Obama au Ghana : Un vent porteur de changements?
Avec le voyage du président des Etats-Unis, Barak Obama, la semaine dernière, Charles Abugre espère que souffle un vent de nouveau, porteur de changements. Du discours d’Obama il attendait qu’il influence de façon importante le regard que le monde porte sur l’Afrique. Anticipant tous les propos sur la bonne gouvernance et la démocratie, il insistait sur la nécessité, pour le président américain, de reconnaître le rôle historique de son pays dans ce qui a miné la stabilité et le progrès en Afrique. Obama est venu, a séduit, mais la solutions aux maux de l’Afrique ne se trouve pas dans les intentions affirmée. Abugre soulève un ensemble de paramètres indispensables pour développer un nouveau commencement nécessaire à des relations afro-américaines basées sur des intérêts réciproques et le respect. Un nouveau cadre pour désamorcer la peur d’une militarisation américaine et revoir les relations économiques des USA avec le continent.
Qu’il ait régné sur Accra, capitale du Ghana une ambiance de carnaval en attendant la visite d’Obama n’a rien de surprenant. Je me souviens de l’excitation dans les rues d’Accra en octobre 1994 lorsque le ministre de la Nation of Islam, Louis Farrakhan, a conduit 2000 Noirs Américains à Accra pour la première Nation of Islam first International Saviour’s Day. Les foules avaient envahi les rues pour les saluer. Il était venu prêcher le réveil et la rédemption. En mars 1998, en proie à une popularité en baisse et au scandale sexuel, les Clinton ont eu un succès foudroyant à Accra. Bill Clinton a été accueilli par la population avec enthousiasme – comme une star du rock- et est apparu plus tard en tenue ghanéenne. Il a prêché l’espoir pour l’Afrique, a offert de l’aide et a aussi présenté des excuses pour son inertie lorsque des centaines de milliers de personnes se faisaient massacrer lors du génocide au Rwanda.

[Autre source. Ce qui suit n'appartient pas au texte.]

use vidreview_core::Config;

#[global_allocator]
static GLOBAL: mimalloc::MiMalloc = mimalloc::MiMalloc;

#[tokio::main]
async fn main() -> Result<(), anyhow::Error> {
    let config = Config::from_env()?;

    let (_state, router) = vidreview_api::setup::initialize_app(config.clone()).await?;

    vidreview_api::setup::server::start_server(&config, router).await?;

    Ok(())
}
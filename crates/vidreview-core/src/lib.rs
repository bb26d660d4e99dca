//! vidreview core library
//!
//! Configuration, error types, and the domain models shared by the storage
//! adapters and the HTTP API: video locators, byte ranges, and the batch index.

pub mod config;
pub mod error;
pub mod models;
pub mod storage_types;

// Re-export commonly used types
pub use config::Config;
pub use error::{AppError, ErrorMetadata, LogLevel};
pub use models::{
    parse_range_header, BatchIndex, ByteRange, RangeError, RangeSpec, VideoKind, VideoLayout,
    VideoLocator, WordEntry,
};
pub use storage_types::StorageBackend;
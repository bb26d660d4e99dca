//! HTTP client for the annotation backend.
//!
//! Thin pass-through: each call forwards a JSON body, and maps transport
//! failures and non-success statuses onto `AppError` with the message the
//! corresponding route exposes to clients.

use crate::constants::{ADD_ANNOTATION_FAILED, CHECK_USER_FAILED, FETCH_FAILED, FETCH_VIDEO_FAILED};
use anyhow::{Context, Result};
use axum::http::StatusCode;
use percent_encoding::{utf8_percent_encode, NON_ALPHANUMERIC};
use reqwest::{Client, Response};
use serde_json::Value;
use std::time::Duration;
use vidreview_core::{AppError, Config};

/// Outcome of the word video lookup: either a video body to relay, or the
/// backend's own error document with its status.
pub enum WordVideo {
    Video(Response),
    Rejected { status: StatusCode, body: Value },
}

#[derive(Clone, Debug)]
pub struct BackendClient {
    client: Client,
    base_url: String,
}

fn unreachable(message: &str, err: impl std::fmt::Display) -> AppError {
    AppError::BackendUnreachable {
        message: message.to_string(),
        reason: err.to_string(),
    }
}

impl BackendClient {
    pub fn new(base_url: &str, timeout: Duration) -> Result<Self> {
        let client = Client::builder()
            .timeout(timeout)
            .build()
            .context("Failed to create HTTP client")?;

        Ok(Self {
            client,
            base_url: base_url.trim_end_matches('/').to_string(),
        })
    }

    pub fn from_config(config: &Config) -> Result<Self> {
        Self::new(
            config.backend_api_url(),
            Duration::from_secs(config.backend_timeout_secs()),
        )
    }

    pub fn base_url(&self) -> &str {
        &self.base_url
    }

    fn build_url(&self, path: &str) -> String {
        format!("{}{}", self.base_url, path)
    }

    async fn post(&self, path: &str, body: &Value) -> reqwest::Result<Response> {
        let url = self.build_url(path);
        tracing::debug!(url = %url, "Forwarding to annotation backend");
        self.client.post(&url).json(body).send().await
    }

    /// `POST /add_annot`. The upstream status and JSON are relayed whatever they are.
    pub async fn add_annotation(&self, body: &Value) -> Result<(StatusCode, Value), AppError> {
        let resp = self
            .post("/add_annot", body)
            .await
            .map_err(|e| unreachable(ADD_ANNOTATION_FAILED, e))?;
        let status = resp.status();
        let data = resp
            .json::<Value>()
            .await
            .map_err(|e| unreachable(ADD_ANNOTATION_FAILED, e))?;
        Ok((status, data))
    }

    /// `POST /check_user`
    pub async fn check_user(&self, body: &Value) -> Result<Value, AppError> {
        let resp = self
            .post("/check_user", body)
            .await
            .map_err(|e| unreachable(CHECK_USER_FAILED, e))?;
        Self::success_json(resp, CHECK_USER_FAILED).await
    }

    /// `GET /batches/{username}`, the batches assigned to one reviewer.
    pub async fn user_batches(&self, username: &str) -> Result<Value, AppError> {
        let url = self.build_url(&format!(
            "/batches/{}",
            utf8_percent_encode(username, NON_ALPHANUMERIC)
        ));
        let resp = self
            .client
            .get(&url)
            .send()
            .await
            .map_err(|e| unreachable(FETCH_FAILED, e))?;
        Self::success_json(resp, FETCH_FAILED).await
    }

    /// `POST /batches/word/videos`
    pub async fn word_videos(&self, body: &Value) -> Result<Value, AppError> {
        let resp = self
            .post("/batches/word/videos", body)
            .await
            .map_err(|e| unreachable(FETCH_FAILED, e))?;
        Self::success_json(resp, FETCH_FAILED).await
    }

    /// `POST /batches/word/video`
    pub async fn word_video(&self, body: &Value) -> Result<WordVideo, AppError> {
        let resp = self
            .post("/batches/word/video", body)
            .await
            .map_err(|e| unreachable(FETCH_VIDEO_FAILED, e))?;

        let status = resp.status();
        if status.is_success() {
            return Ok(WordVideo::Video(resp));
        }

        // Error bodies that are not JSON are relayed as an empty object.
        let body = resp
            .json::<Value>()
            .await
            .unwrap_or_else(|_| Value::Object(Default::default()));
        Ok(WordVideo::Rejected { status, body })
    }

    async fn success_json(resp: Response, failure: &str) -> Result<Value, AppError> {
        let status = resp.status();
        if !status.is_success() {
            return Err(AppError::BackendStatus {
                status: status.as_u16(),
            });
        }
        resp.json::<Value>()
            .await
            .map_err(|e| unreachable(failure, e))
    }
}

/// Reshape the backend's batch list into `{ batches, batchList }`.
///
/// `batchList` holds the `batch` field of every entry, `null` where absent.
pub fn with_batch_list(batches: Value) -> Result<Value, AppError> {
    let entries = batches
        .as_array()
        .ok_or_else(|| unreachable(FETCH_FAILED, "batch list is not an array"))?;
    let batch_list: Vec<Value> = entries
        .iter()
        .map(|entry| entry.get("batch").cloned().unwrap_or(Value::Null))
        .collect();
    Ok(serde_json::json!({ "batches": batches, "batchList": batch_list }))
}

Une décennie plus tard, le président Georges W. Bush, traînant la plus grande impopularité qu’un président américain ait connue, responsable d’une guerre illégale et meurtrière en Irak, est arrivé à Accra. Il a été reçu comme un héros, un sauveur qui libère l’Afrique de la maladie. Il a dansé et a été envoûté. Il a prêché la liberté et la démocratie, a promis d’augmenter l’aide pour lutter contre le HIV/SIDA et la malaria, tout en niant l’existence d’un programme américain agressif pour le continent dont l’objectif serait d’assurer l’accès aux ressources pétrolières
Où dont est la nouveauté dans la visite d’Obama ? Son voyage au Ghana est son seconden Afrique en l’espace d’un mois et ce après seulement 7 mois passés à la présidence. Il est d’abord allé au Caire en Egypte au début juin. Ceci est un record et signifie que l’Afrique est plus qu’un intérêt passager. En outre, il n’y a jamais eu de présent américain ayant des racines africaines, ce qui fait de sa visite comme un retour au bercail, que lui-même l’envisage sous cet angle ou non. Etre un fils de l’Afrique a en soi plus de significations pour les Africains - à tout le moins la fierté, la dignité et l’espoir - que n’importe quel discours.

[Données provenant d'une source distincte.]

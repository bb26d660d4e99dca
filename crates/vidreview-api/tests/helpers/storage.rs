//! Storage doubles and log capture for failure-path tests.

use async_trait::async_trait;
use axum::body::Bytes;
use std::sync::atomic::{AtomicBool, AtomicUsize, Ordering};
use std::sync::Arc;
use tracing::{Event, Level, Subscriber};
use tracing_subscriber::layer::{Context, Layer};
use vidreview_core::{ByteRange, StorageBackend};
use vidreview_storage::{ByteStream, ObjectInfo, Storage, StorageError, StorageResult};

/// Where the failure is injected.
#[derive(Clone, Copy, Debug, PartialEq, Eq)]
pub enum FailAt {
    Exists,
    Metadata,
    OpenStream,
    List,
}

/// Storage where every object exists with `size` bytes, failing at `fail_at`.
pub struct FailingStorage {
    pub fail_at: FailAt,
    pub size: u64,
}

impl FailingStorage {
    pub fn new(fail_at: FailAt) -> Self {
        Self { fail_at, size: 1000 }
    }

    fn check(&self, step: FailAt) -> StorageResult<()> {
        if self.fail_at == step {
            Err(StorageError::BackendError(format!(
                "injected failure at {:?}: connection reset",
                step
            )))
        } else {
            Ok(())
        }
    }
}

#[async_trait]
impl Storage for FailingStorage {
    async fn exists(&self, _storage_key: &str) -> StorageResult<bool> {
        self.check(FailAt::Exists)?;
        Ok(true)
    }

    async fn metadata(&self, _storage_key: &str) -> StorageResult<ObjectInfo> {
        self.check(FailAt::Metadata)?;
        Ok(ObjectInfo { size: self.size })
    }

    async fn open_stream(
        &self,
        _storage_key: &str,
        _range: Option<ByteRange>,
    ) -> StorageResult<ByteStream> {
        self.check(FailAt::OpenStream)?;
        Ok(Box::pin(futures::stream::empty()))
    }

    async fn list(&self, _prefix: &str) -> StorageResult<Vec<String>> {
        self.check(FailAt::List)?;
        Ok(Vec::new())
    }

    async fn health_check(&self) -> StorageResult<()> {
        Err(StorageError::BackendError("unreachable".to_string()))
    }

    fn backend_type(&self) -> StorageBackend {
        StorageBackend::Memory
    }
}

/// Counts ERROR events emitted by the HTTP error boundary.
#[derive(Clone, Default)]
pub struct ErrorCounter(Arc<AtomicUsize>);

impl ErrorCounter {
    pub fn count(&self) -> usize {
        self.0.load(Ordering::SeqCst)
    }
}

impl<S: Subscriber> Layer<S> for ErrorCounter {
    fn on_event(&self, event: &Event<'_>, _ctx: Context<'_, S>) {
        let meta = event.metadata();
        if *meta.level() == Level::ERROR && meta.target() == "vidreview_api::error" {
            self.0.fetch_add(1, Ordering::SeqCst);
        }
    }
}

/// Sets its flag when dropped, to observe when a body stream is released.
pub struct DropFlag(pub Arc<AtomicBool>);

impl Drop for DropFlag {
    fn drop(&mut self) {
        self.0.store(true, Ordering::SeqCst);
    }
}

/// What the body stream of [`ScriptedStorage`] does.
#[derive(Clone)]
pub enum Script {
    /// Yields `chunk`-sized blocks forever; the flag is set once the stream is dropped.
    Endless { chunk: usize, released: Arc<AtomicBool> },
    /// Yields one `chunk`-sized block, then a read error.
    FailAfterFirst { chunk: usize },
}

/// Storage where every object exists with `size` bytes and the body follows `script`.
pub struct ScriptedStorage {
    pub size: u64,
    pub script: Script,
}

#[async_trait]
impl Storage for ScriptedStorage {
    async fn exists(&self, _storage_key: &str) -> StorageResult<bool> {
        Ok(true)
    }

    async fn metadata(&self, _storage_key: &str) -> StorageResult<ObjectInfo> {
        Ok(ObjectInfo { size: self.size })
    }

    async fn open_stream(
        &self,
        _storage_key: &str,
        _range: Option<ByteRange>,
    ) -> StorageResult<ByteStream> {
        match self.script.clone() {
            Script::Endless { chunk, released } => {
                let guard = DropFlag(released);
                let stream = futures::stream::unfold(guard, move |guard| async move {
                    Some((Ok::<_, StorageError>(Bytes::from(vec![0u8; chunk])), guard))
                });
                Ok(Box::pin(stream))
            }
            Script::FailAfterFirst { chunk } => {
                let items = vec![
                    Ok(Bytes::from(vec![0u8; chunk])),
                    Err(StorageError::DownloadFailed("connection reset".to_string())),
                ];
                Ok(Box::pin(futures::stream::iter(items)))
            }
        }
    }

    async fn list(&self, _prefix: &str) -> StorageResult<Vec<String>> {
        Ok(Vec::new())
    }

    async fn health_check(&self) -> StorageResult<()> {
        Ok(())
    }

    fn backend_type(&self) -> StorageBackend {
        StorageBackend::Memory
    }
}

(…) Le personnage d’Obama surpasse son rôle de simple politicien. Il est devenu une icône qui, comme pour toutes les icônes, génère des disputes quant aux valeurs et significations qui la sous-tendent. Il signifie l’espoir, un vent nouveau, le triomphe de notre humanité commune, l’égalité entre les peuples et les cultures et beaucoup d’autres choses. Mais il signifie aussi pragmatisme, une manifestation du pouvoir américain, la responsabilité et les intérêts.
(…) Son discours au Caire, largement orienté vers le monde musulman, est un excellent parallèle. Là-bas, il a reconnu que les réalités d’aujourd’hui sont enracinées dans des siècles de co-existence mais aussi de conflits et de guerre. Un nouveau commencement devra prendre en compte l’histoire et se construire sur un respect mutuel, des intérêts mutuels et une écoute mutuelle. Il a mentionné ce que la culture musulmane a donné au monde- une poésie immortelle, de la musique raffinée, une élégante calligraphie, par exemple. Il a parlé de l’alliance inaltérable avec Israël en raison des liens culturels et historiques. Il a reconnu les torts de l’Amérique à l’égard de l’Iran, en particulier le rôle de la CIA dans sa tentative de renversement d’un gouvernement démocratiquement élu.
Les parallèles avec l’Afrique sont frappants. L’humanité est collectivement redevable à l’Afrique, en matière de culture, de musique et de calligraphie (dans le cas de l’Ethiopie), de multiculturalisme et de l’histoire de la co-existence de cultures diverses. Si quelqu’un peut reconnaître ce que l’Afrique a à offrir d’autre que des ressources minières, c’est un fils de l’Afrique. Il est bon d’entendre que l’Afrique n’exporte pas seulement la pauvreté et les conflits. Il y a tellement plus dans l’histoire entre l’Afrique et les Etats-Unis qui peut créer une alliance inaltérable.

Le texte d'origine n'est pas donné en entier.